§ PROBLEM DESCRIPTION:
Read the records below and report each line in which "from" occurs.
============
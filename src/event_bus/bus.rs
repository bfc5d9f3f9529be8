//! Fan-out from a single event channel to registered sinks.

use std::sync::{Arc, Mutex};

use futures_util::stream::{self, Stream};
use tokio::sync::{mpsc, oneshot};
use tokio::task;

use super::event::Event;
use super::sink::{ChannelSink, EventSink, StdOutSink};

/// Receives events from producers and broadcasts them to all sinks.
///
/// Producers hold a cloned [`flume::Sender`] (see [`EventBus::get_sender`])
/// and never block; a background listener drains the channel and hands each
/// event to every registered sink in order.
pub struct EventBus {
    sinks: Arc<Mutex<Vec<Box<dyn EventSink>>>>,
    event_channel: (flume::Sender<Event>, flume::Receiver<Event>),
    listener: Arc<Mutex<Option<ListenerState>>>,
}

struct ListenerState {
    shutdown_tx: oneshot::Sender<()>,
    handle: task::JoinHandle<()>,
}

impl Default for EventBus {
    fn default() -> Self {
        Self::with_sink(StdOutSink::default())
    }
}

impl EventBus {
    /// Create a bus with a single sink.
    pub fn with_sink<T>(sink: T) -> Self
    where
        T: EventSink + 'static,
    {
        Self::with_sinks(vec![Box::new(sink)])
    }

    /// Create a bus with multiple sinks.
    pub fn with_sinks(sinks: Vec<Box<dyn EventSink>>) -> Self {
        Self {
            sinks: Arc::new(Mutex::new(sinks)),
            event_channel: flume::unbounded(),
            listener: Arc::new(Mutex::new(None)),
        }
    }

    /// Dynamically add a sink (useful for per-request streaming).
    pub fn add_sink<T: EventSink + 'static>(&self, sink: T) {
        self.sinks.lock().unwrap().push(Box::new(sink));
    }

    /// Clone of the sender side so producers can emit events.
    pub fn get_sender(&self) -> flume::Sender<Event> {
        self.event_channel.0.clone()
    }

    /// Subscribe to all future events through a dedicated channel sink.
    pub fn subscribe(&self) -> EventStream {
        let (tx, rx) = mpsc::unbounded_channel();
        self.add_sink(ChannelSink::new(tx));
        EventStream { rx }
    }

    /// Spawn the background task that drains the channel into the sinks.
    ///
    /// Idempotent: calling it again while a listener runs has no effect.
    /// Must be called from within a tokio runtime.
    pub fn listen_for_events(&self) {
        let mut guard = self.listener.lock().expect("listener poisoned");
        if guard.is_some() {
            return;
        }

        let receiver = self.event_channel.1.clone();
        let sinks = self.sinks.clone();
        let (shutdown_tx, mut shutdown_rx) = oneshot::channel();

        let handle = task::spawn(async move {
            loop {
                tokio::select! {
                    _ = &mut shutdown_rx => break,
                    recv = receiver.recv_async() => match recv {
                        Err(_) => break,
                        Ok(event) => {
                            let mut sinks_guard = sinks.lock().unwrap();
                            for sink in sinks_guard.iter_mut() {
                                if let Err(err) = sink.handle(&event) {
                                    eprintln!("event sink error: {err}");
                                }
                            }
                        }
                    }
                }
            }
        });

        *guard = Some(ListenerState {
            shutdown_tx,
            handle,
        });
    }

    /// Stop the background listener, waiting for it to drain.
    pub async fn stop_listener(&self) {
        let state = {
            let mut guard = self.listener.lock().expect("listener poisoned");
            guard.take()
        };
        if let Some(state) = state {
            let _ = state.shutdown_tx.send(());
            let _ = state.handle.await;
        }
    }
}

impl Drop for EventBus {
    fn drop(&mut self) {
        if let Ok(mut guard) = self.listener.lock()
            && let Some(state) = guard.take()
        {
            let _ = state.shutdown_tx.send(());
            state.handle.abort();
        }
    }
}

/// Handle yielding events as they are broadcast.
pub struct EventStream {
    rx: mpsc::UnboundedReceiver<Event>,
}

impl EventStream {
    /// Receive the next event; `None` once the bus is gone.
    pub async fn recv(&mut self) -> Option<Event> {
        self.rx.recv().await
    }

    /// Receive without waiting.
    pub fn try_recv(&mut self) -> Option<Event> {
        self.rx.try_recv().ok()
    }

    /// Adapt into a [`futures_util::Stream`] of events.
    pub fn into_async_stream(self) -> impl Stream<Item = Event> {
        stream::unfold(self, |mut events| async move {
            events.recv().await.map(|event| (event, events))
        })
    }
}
============
§ REPLY:
//! Fan-out from a single event channel to registered sinks.
/// Receives events from producers and broadcasts them to all sinks.
    /// Must be called from within a tokio runtime.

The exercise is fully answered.